Problem details -
Begin at the first line below and copy each line exactly, ending with the line where "fn last(&self) ->" appears.

Material for this exercise -
impl Playback {
    /// Create a controller with nothing loaded.
    ///
    /// `time_scale` multiplies every tick in addition to the speed; zero
    /// freezes progression.
    pub fn new(iteration_interval: Duration, time_scale: f64) -> Self {
        Self {
            len: 0,
            current: 0,
            state: PlaybackState::Empty,
            speed: 1.0,
            time_scale: time_scale.max(0.0),
            iteration_interval: iteration_interval.max(Duration::from_millis(1)),
            pending: Duration::ZERO,
        }
    }

    /// Get the current iteration position (0-based).
    pub fn current_index(&self) -> usize {
        self.current
    }

    /// Get the number of iterations available.
    pub fn len(&self) -> usize {
        self.len
    }

    pub fn is_empty(&self) -> bool {
        self.len == 0
    }

    /// Get the current playback state.
    pub fn state(&self) -> PlaybackState {
        self.state
    }

    /// Get the current speed multiplier.
    pub fn speed(&self) -> f64 {
        self.speed
    }

    /// Combined multiplier applied to tick durations.
    pub fn effective_speed(&self) -> f64 {
        self.speed * self.time_scale
    }

    /// Time between autonomous advances at the current speed, if finite
    /// and representable.
    pub fn advance_interval(&self) -> Option<Duration> {
        let scale = self.effective_speed();
        if scale <= 0.0 {
            return None;
        }
        Duration::try_from_secs_f64(self.iteration_interval.as_secs_f64() / scale).ok()
    }

    fn last(&self) -> usize {
        self.len.saturating_sub(1)
    }

    /// Start over with a freshly loaded run of `len` iterations.
    pub fn load(&mut self, len: usize) {
        self.len = len;
        self.current = 0;
        self.pending = Duration::ZERO;
        self.state = if len == 0 {
            PlaybackState::Empty
        } else {
            PlaybackState::Stopped
        };
    }

    /// More iterations arrived. The current view is left alone; a run that
    /// had completed resumes playing toward the new end.
    pub fn extend(&mut self, len: usize) {
        if len <= self.len {
            return;
        }
        self.len = len;
        match self.state {
            PlaybackState::Empty => self.state = PlaybackState::Stopped,
            PlaybackState::Complete => {
                self.pending = Duration::ZERO;
                self.state = PlaybackState::Playing;
            }
            _ => {}
        }
    }

    /// Start playback. From `Complete` this restarts at the first iteration.
    pub fn play(&mut self) -> Jump {
        match self.state {
            PlaybackState::Empty | PlaybackState::Playing => Jump::None,
            PlaybackState::Complete => {
                self.current = 0;
                self.pending = Duration::ZERO;
                self.state = PlaybackState::Playing;
                Jump::Reset
            }
            PlaybackState::Stopped | PlaybackState::Paused => {
                self.pending = Duration::ZERO;
                self.state = PlaybackState::Playing;
                Jump::None
            }
        }
    }

    /// Pause playback. Time accumulated toward the next advance is discarded.
    pub fn pause(&mut self) {
        if self.state == PlaybackState::Playing {
            self.pending = Duration::ZERO;
            self.state = PlaybackState::Paused;
        }
    }

    /// Stop playback and return to the first iteration.
    pub fn reset(&mut self) -> Jump {
        if self.state == PlaybackState::Empty {
            return Jump::None;
        }
        self.current = 0;
        self.pending = Duration::ZERO;
        self.state = PlaybackState::Stopped;
        Jump::Reset
    }

    /// Set the speed multiplier. Takes effect on the next tick.
    pub fn set_speed(&mut self, multiplier: f64) -> Result<()> {
        if !(multiplier.is_finite() && multiplier > 0.0) {
            return Err(Error::configuration(format!(
                "speed multiplier must be positive, got {multiplier}"
            )));
        }
        self.speed = multiplier;
        Ok(())
    }

    /// Step forward one iteration. Stepping from the last iteration completes
    /// playback. Ignored while playing.
    pub fn step_forward(&mut self) {
        match self.state {
            PlaybackState::Empty | PlaybackState::Playing => {}
            _ if self.current < self.last() => {
                self.current += 1;
                self.state = PlaybackState::Paused;
            }
            _ => self.state = PlaybackState::Complete,
        }
    }

    /// Step backward one iteration. Ignored while playing.
    pub fn step_back(&mut self) {
        match self.state {
            PlaybackState::Empty | PlaybackState::Playing => {}
            PlaybackState::Stopped => {}
            _ => {
                self.current = self.current.saturating_sub(1);
                self.state = PlaybackState::Paused;
            }
        }
    }

    /// Jump to the first iteration.
    pub fn go_first(&mut self) -> Jump {
        if self.state == PlaybackState::Empty {
            return Jump::None;
        }
        self.jump_to(0);
        Jump::Reset
    }

    /// Jump to the last iteration.
    pub fn go_last(&mut self) -> Jump {
        if self.state == PlaybackState::Empty {
            return Jump::None;
        }
        self.jump_to(self.last());
        Jump::Reset
    }

    /// Seek to a specific iteration. Out-of-range indices leave the position
    /// untouched.
    pub fn seek_to(&mut self, index: usize) -> Result<Jump> {
        if index >= self.len {
            return Err(Error::Range {
                index,
                len: self.len,
            });
        }
        self.jump_to(index);
        Ok(Jump::Reset)
    }

    fn jump_to(&mut self, index: usize) {
        self.current = index;
        self.pending = Duration::ZERO;
        self.state = match self.state {
            PlaybackState::Complete if index != self.last() => PlaybackState::Paused,
            PlaybackState::Stopped if index != 0 => PlaybackState::Paused,
            state => state,
        };
    }

    /// Advance the clock by `dt` of wall time.
    ///
    /// While playing, scaled time accumulates and every full iteration
    /// interval advances one iteration, in order. Reaching the last iteration
    /// completes playback; leftover time is discarded.
    pub fn tick(&mut self, dt: Duration) -> TickOutcome {
        let mut outcome = TickOutcome::default();
        if self.state != PlaybackState::Playing {
            return outcome;
        }
        if self.current >= self.last() {
            self.complete(&mut outcome);
            return outcome;
        }
        let scale = self.effective_speed();
        if scale <= 0.0 {
            return outcome;
        }

        // Saturates at extreme speeds. The loop is bounded by the remaining
        // iterations.
        let secs = dt.as_secs_f64() * scale;
        let scaled = if secs.is_nan() {
            Duration::ZERO
        } else {
            Duration::try_from_secs_f64(secs).unwrap_or(Duration::MAX)
        };
        self.pending = self.pending.saturating_add(scaled);
        while self.pending >= self.iteration_interval {
            self.pending -= self.iteration_interval;
            self.current += 1;
            outcome.advanced += 1;
            if self.current >= self.last() {
                self.complete(&mut outcome);
                break;
            }
        }
        outcome
    }

    fn complete(&mut self, outcome: &mut TickOutcome) {
        self.pending = Duration::ZERO;
        self.state = PlaybackState::Complete;
        outcome.completed = true;
    }

    /// Calculate progress as a fraction (0.0 - 1.0).
    pub fn progress(&self) -> f64 {
        if self.len <= 1 {
            if self.state == PlaybackState::Complete {
                1.0
            } else {
                0.0
            }
        } else {
            self.current as f64 / self.last() as f64
        }
    }
}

Answer space -
impl Playback {
    /// Create a controller with nothing loaded.
    ///
    /// `time_scale` multiplies every tick in addition to the speed; zero
    /// freezes progression.
    pub fn new(iteration_interval: Duration, time_scale: f64) -> Self {
        Self {
            len: 0,
            current: 0,
            state: PlaybackState::Empty,
            speed: 1.0,
            time_scale: time_scale.max(0.0),
            iteration_interval: iteration_interval.max(Duration::from_millis(1)),
            pending: Duration::ZERO,
        }
    }

    /// Get the current iteration position (0-based).
    pub fn current_index(&self) -> usize {
        self.current
    }

    /// Get the number of iterations available.
    pub fn len(&self) -> usize {
        self.len
    }

    pub fn is_empty(&self) -> bool {
        self.len == 0
    }

    /// Get the current playback state.
    pub fn state(&self) -> PlaybackState {
        self.state
    }

    /// Get the current speed multiplier.
    pub fn speed(&self) -> f64 {
        self.speed
    }

    /// Combined multiplier applied to tick durations.
    pub fn effective_speed(&self) -> f64 {
        self.speed * self.time_scale
    }

    /// Time between autonomous advances at the current speed, if finite
    /// and representable.
    pub fn advance_interval(&self) -> Option<Duration> {
        let scale = self.effective_speed();
        if scale <= 0.0 {
            return None;
        }
        Duration::try_from_secs_f64(self.iteration_interval.as_secs_f64() / scale).ok()
    }

    fn last(&self) -> usize {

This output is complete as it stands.